Dr. Kathleen Crandell


We've all heard the saying “You can lead a horse to water, but you can't make them drink.” Horses have to be thirsty in order to consume water, and the lynchpin in that scenario is salt.

Dehydration in horses–or any animal–can quickly escalate from mild to catastrophic. Their internal environment is water-based, and salt is the driving force behind the regulation and distribution of water in and out of cells.

“Salt is 39% sodium and 61% chloride. When consumed, salt will split in the body into the separate minerals to be used independently (as electrolytes),” said Dr. Kathleen Crandell, PhD, a nutritionist with Kentucky Equine Research (KER). “Both these minerals have independent roles in the body, but mainly they work together balancing fluid movement in and out of the cells and acid-base balance, as well as electrical impulse conduction in nerves and muscles. Further, sodium is needed for transport of substances across cell membranes, like glucose.”

The more a horse exercises and sweats, the more water they need to consume to prevent dehydration, and as such the more salt they require in their diet. While forage, grass and concentrated feeds contain salt, it is not enough to adequately meet a horse's dietary needs, especially a high-performance equine athlete, such as a racehorse, making proper salt supplementation key.

“Increasing supplementation to match increases in sweating will help the horse keep from getting dehydrated. The other stage in life with the highest salt requirement is during lactation,” said Crandell. “Furosemide (Lasix) can affect salt requirements–horses regularly administered furosemide have increased salt intakes as well as water intakes. This is because furosemide increases excretion of sodium and chloride as well as water. In studies, ponies administered furosemide daily almost tripled their ad-lib salt intakes over the study period.”

Typically, a horse weighing 1,100 lbs. (500 kg) in light work would require 1-1.75 oz. (30-50 grams), or roughly two tablespoons, of salt per day for maintenance. Much like a horse's caloric needs increase with added workload, so too does their need for salt. However, unlike excess calories, which can be stored in the body in the form of fat, excess salt is eliminated in the urine.

It is thought that if given free-choice access to salt, a horse in light to moderate work will eat enough to meet its own requirement.

“Profound sweating or strenuous work can increase a horse's salt needs up to 120 grams (4.25 oz.) per day,” said Sven Hanson, Chairman of Salinity Group, a global company specializing in the sourcing and distribution of salt for agricultural, industrial and culinary purposes, among others. The company also produces several salt products specifically formulated for horses. Their most popular is the Equisalt Advantage salt lick, which contains selenium, biotin, vitamins, copper, cobalt and iron in addition to salt.

There are several options available to horse owners to meet a horse's salt needs, including electrolyte supplements, salt blocks and table salt.

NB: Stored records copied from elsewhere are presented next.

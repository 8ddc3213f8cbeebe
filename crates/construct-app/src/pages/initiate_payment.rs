use construct_client_core::DataApi;
use construct_shared::{
    errors::{FetchError, ValidationError},
    payments::{PaymentInitiated, PaymentMethod},
    req_args::api::InitiatePaymentReqArgs,
    route::{NavigateTo, Route},
};
use strum::IntoEnumIterator as _;
use tracing::info;

use super::{
    data_state::{PageData, Phase},
    format_amount, DisplayablePage, Screen,
};
use crate::DataShared;

#[derive(Debug, Default)]
pub struct UiInitiatePayment {
    submission: PageData<PaymentInitiated>,
    is_submitted: bool,
    notice: Option<String>,
}

impl UiInitiatePayment {
    /// Sends the request if the form passed validation
    pub fn submit<A: DataApi>(
        &mut self,
        args: Result<InitiatePaymentReqArgs, ValidationError>,
        data_shared: &DataShared<A>,
    ) {
        if self.submission.is_busy() {
            info!("payment initiation already in progress, ignoring submit");
            return;
        }
        self.is_submitted = true;
        let args = match args {
            Ok(args) => args,
            Err(e) => {
                self.submission.fail(e.into());
                return;
            }
        };
        let Some(token) = data_shared.client.token() else {
            self.submission.fail(FetchError::MissingToken);
            return;
        };
        let rx = data_shared
            .api
            .initiate_payment(&token, &args, data_shared.wake_fn());
        self.submission.start(rx);
    }
}

impl DisplayablePage for UiInitiatePayment {
    fn title_base() -> &'static str {
        "New Payment Request"
    }

    fn update<A: DataApi>(&mut self, _: &mut DataShared<A>) -> Option<NavigateTo> {
        if !self.submission.poll() {
            return None;
        }
        let Phase::Ready(initiated) = self.submission.phase() else {
            return None;
        };
        info!(id = %initiated.id, "payment initiated");
        let message = initiated
            .message
            .clone()
            .unwrap_or_else(|| format!("Payment #{} initiated.", initiated.id));
        self.notice = Some(match &initiated.authorization_url {
            Some(url) => format!("{message} Complete the payment at: {url}"),
            None => message,
        });
        Some(NavigateTo(Route::Dashboard))
    }

    fn screen(&self) -> Screen {
        let mut screen = Screen::new(Self::title_base());
        let methods: Vec<String> = PaymentMethod::iter().map(|m| m.to_string()).collect();
        screen
            .line("Amount (NGN), e.g. 15000.00")
            .line(format!("Payment Method: {}", methods.join(", ")));
        if self.is_submitted {
            match self.submission.phase() {
                Phase::Loading => {
                    screen.line("Initiating...");
                }
                Phase::Error(e) => {
                    screen.error(e);
                }
                Phase::Ready(initiated) => {
                    screen.line(format!(
                        "Payment #{} for {} is {}",
                        initiated.id,
                        format_amount(initiated.amount),
                        initiated.status
                    ));
                }
            }
        }
        screen.action("Back to Dashboard", Route::Dashboard);
        screen
    }

    fn is_busy(&self) -> bool {
        self.submission.is_busy()
    }

    fn take_notice(&mut self) -> Option<String> {
        self.notice.take()
    }
}
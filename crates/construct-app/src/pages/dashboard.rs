use construct_client_core::DataApi;
use construct_shared::{
    const_config::client::CLIENT_DASHBOARD_RECENT_LIMIT,
    images::ImageSummary,
    payments::PaymentSummary,
    route::{NavigateTo, Route},
};

use super::{
    data_state::{PageData, Phase},
    format_amount, DisplayablePage, Screen,
};
use crate::DataShared;

/// Recent payments and images, each loaded on its own
#[derive(Debug, Default)]
pub struct UiDashboard {
    payments: PageData<Vec<PaymentSummary>>,
    images: PageData<Vec<ImageSummary>>,
}

impl DisplayablePage for UiDashboard {
    fn title_base() -> &'static str {
        "Dashboard"
    }

    fn update<A: DataApi>(&mut self, data_shared: &mut DataShared<A>) -> Option<NavigateTo> {
        let session = data_shared.client.session();
        self.payments.sync(&session, |token| {
            Ok(data_shared.api.list_payments(token, data_shared.wake_fn()))
        });
        self.images.sync(&session, |token| {
            Ok(data_shared.api.list_images(token, data_shared.wake_fn()))
        });
        self.payments.poll();
        self.images.poll();
        None
    }

    fn screen(&self) -> Screen {
        let mut screen = Screen::new(Self::title_base());
        screen
            .action("Initiate New Payment", Route::InitiatePayment)
            .action("Upload Construction Image", Route::UploadImage)
            .action("View All Payments", Route::Payments);

        screen.line("Recent Payments");
        match self.payments.phase() {
            Phase::Loading => {
                screen.line("  Loading dashboard data...");
            }
            Phase::Error(e) => {
                screen.line(format!("  Failed to load recent payments. {e}"));
            }
            Phase::Ready(payments) if payments.is_empty() => {
                screen.line("  No recent payments found.");
            }
            Phase::Ready(payments) => {
                for payment in payments.iter().take(CLIENT_DASHBOARD_RECENT_LIMIT) {
                    screen
                        .line(format!(
                            "  #{} {} | {} | {}",
                            payment.id,
                            format_amount(payment.amount),
                            payment.status,
                            payment.date
                        ))
                        .action(
                            format!("View Payment #{}", payment.id),
                            Route::PaymentDetail(payment.id.to_string()),
                        );
                }
            }
        }

        screen.line("Uploaded Images Summary");
        match self.images.phase() {
            Phase::Loading => {
                screen.line("  Loading dashboard data...");
            }
            Phase::Error(e) => {
                screen.line(format!("  Failed to load uploaded images. {e}"));
            }
            Phase::Ready(images) if images.is_empty() => {
                screen.line("  No images uploaded yet.");
            }
            Phase::Ready(images) => {
                for image in images.iter().take(CLIENT_DASHBOARD_RECENT_LIMIT) {
                    screen
                        .line(format!(
                            "  {} | {} | Progress: {} | {}",
                            image.name,
                            image.ai_analysis_status,
                            image.progress.as_deref().unwrap_or("N/A"),
                            image.upload_date
                        ))
                        .action(
                            format!("View Image {}", image.name),
                            Route::ImageDetail(image.id.to_string()),
                        );
                }
            }
        }
        screen
    }

    fn is_busy(&self) -> bool {
        self.payments.is_busy() || self.images.is_busy()
    }
}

According to Crandell, horses will consume more salt when offered loose than in block form, and horses will drink more water when consuming loose salt.

“Non-iodized white salt is usually a good choice for horses,” said Crandell. “Whether to use a salt that is combined with other minerals depends on the diet of the horse. If a horse has no other source of iodine, then iodized white salt is appropriate. Mineralized salt is appropriate for horses on a forage-only diet and not receiving the minerals from anywhere else. A mineralized salt block formulated for horses is superior over other types of livestock salt, such as yellow blocks (salt and sulfur), blue blocks (salt, cobalt and iodine) or red blocks (salt, iodine and iron). The classic brown trace mineral block formulated for livestock that may come with or without selenium is not the ideal salt block for horses because the actual amounts of minerals other than sodium and chloride are very low and horses would need to over-consume the salt to get enough minerals to meet their requirements.”

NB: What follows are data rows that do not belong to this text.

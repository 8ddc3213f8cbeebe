use std::fmt::Debug;

/// Bearer token issued by the backend on login or registration
#[derive(serde::Serialize, serde::Deserialize, Clone, PartialEq, Eq, PartialOrd, Ord, Hash)]
#[serde(transparent)]
pub struct AuthToken(String);

impl AuthToken {
    pub fn as_str(&self) -> &str {
        &self.0
    }

    /// Value for the `Authorization` header expected by the backend
    pub fn header_value(&self) -> String {
        format!("Token {}", self.0)
    }
}

impl From<String> for AuthToken {
    fn from(value: String) -> Self {
        Self(value)
    }
}

impl From<&str> for AuthToken {
    fn from(value: &str) -> Self {
        Self(value.to_string())
    }
}

impl Debug for AuthToken {
    fn fmt(&self, f: &mut std::fmt::Formatter<'_>) -> std::fmt::Result {
        f.debug_tuple("AuthToken")
            .field(&format_args!("[{} chars]", self.0.len()))
            .finish()
    }
}
//! Tracing setup for native binaries
//!
//! Traces go to a Bunyan formatted file under `traces/` unless stdout is
//! requested or the file cannot be created.

use anyhow::Context;
use std::{
    fs::{create_dir_all, File},
    path::PathBuf,
};
use tracing::{subscriber::set_global_default, Subscriber};
use tracing_bunyan_formatter::{BunyanFormattingLayer, JsonStorageLayer};
use tracing_log::LogTracer;
use tracing_subscriber::{fmt::MakeWriter, layer::SubscriberExt, EnvFilter, Registry};

const TRACE_FOLDER: &str = "traces";

#[derive(Debug, Clone, Copy, PartialEq, Eq)]
pub enum TraceTarget {
    File,
    Stdout,
}

/// Compose the layers used for file output into one subscriber.
///
/// For details acceptable Filter Directives see <https://docs.rs/tracing-subscriber/0.3.19/tracing_subscriber/filter/struct.EnvFilter.html#directives>
/// `RUST_LOG` takes precedence over `default_env_filter_directive`.
pub fn get_subscriber<Sink, S>(
    name: String,
    default_env_filter_directive: S,
    sink: Sink,
) -> impl Subscriber + Sync + Send
where
    Sink: for<'a> MakeWriter<'a> + Send + Sync + 'static,
    S: AsRef<str>,
{
    Registry::default()
        .with(env_filter(default_env_filter_directive))
        .with(JsonStorageLayer)
        .with(BunyanFormattingLayer::new(name, sink))
}

/// Register a subscriber as global default to process span data.
///
/// It should only be called once!
pub fn init_subscriber(subscriber: impl Subscriber + Sync + Send) -> anyhow::Result<()> {
    LogTracer::init().context("Failed to set logger")?;
    set_global_default(subscriber).context("Failed to set subscriber")?;
    Ok(())
}

/// Starts tracing for the whole process
///
/// Returns the path of the trace file when tracing to a file. A failure to
/// trace to a file is reported on stderr and falls back to stdout.
pub fn init_tracing(
    app_name: &str,
    target: TraceTarget,
    default_env_filter_directive: &str,
) -> anyhow::Result<Option<PathBuf>> {
    if target == TraceTarget::File {
        match init_to_file(app_name, default_env_filter_directive) {
            Ok(path) => return Ok(Some(path)),
            Err(e) => eprintln!("Failed to start logging to file: {e:#}"),
        }
    }
    tracing_subscriber::fmt()
        .with_env_filter(env_filter(default_env_filter_directive))
        .try_init()
        .map_err(|e| anyhow::anyhow!("Failed to start tracing. Error: {e}"))?;
    Ok(None)
}

fn init_to_file(app_name: &str, default_env_filter_directive: &str) -> anyhow::Result<PathBuf> {
    let (file, path) = create_trace_file(app_name)?;
    let subscriber = get_subscriber(app_name.into(), default_env_filter_directive, file);
    init_subscriber(subscriber).context("Failed to start tracing to file")?;
    Ok(path)
}

fn env_filter<S: AsRef<str>>(default_directive: S) -> EnvFilter {
    EnvFilter::try_from_default_env().unwrap_or_else(|_| EnvFilter::new(default_directive))
}

/// Returns a handle to the file created and the file path
pub fn create_trace_file(app_name: &str) -> anyhow::Result<(File, PathBuf)> {
    let log_folder = PathBuf::from(TRACE_FOLDER);
    create_dir_all(&log_folder).context("Failed to create logging folder")?;

    let filename = format!(
        "{}_{app_name}.log",
        chrono::Local::now().format("%Y-%m-%dT%H-%M-%S")
    );
    let file_path = log_folder.join(&filename);
    let file = File::create(&file_path)
        .with_context(|| format!("Failed to create log file: {filename:?}"))?;
    Ok((file, file_path))
}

Hanson, who, with his wife Carina, has bred and owned racehorses for years, including multiple Group 1 winner Reliable Man and Champion Pride, says horse owners need to be mindful about what salt block or supplement is right for a horse based on its size and workload.

“A 1 kg (2.2 lbs.) salt lick should last a normal horse roughly about a month for maintenance, if it's not gone in a month and the horse isn't supplemented in another way, the horse needs salt in some other form, such as pure salt in their feed,” said Hanson. “Horses that work hard and sweat a lot need salt supplementation. Many commercial electrolytes are too low in NaCl content, so one should always check what those electrolytes really contain and do not be afraid to give a horse some pure salt in conjunction with hard exercise.”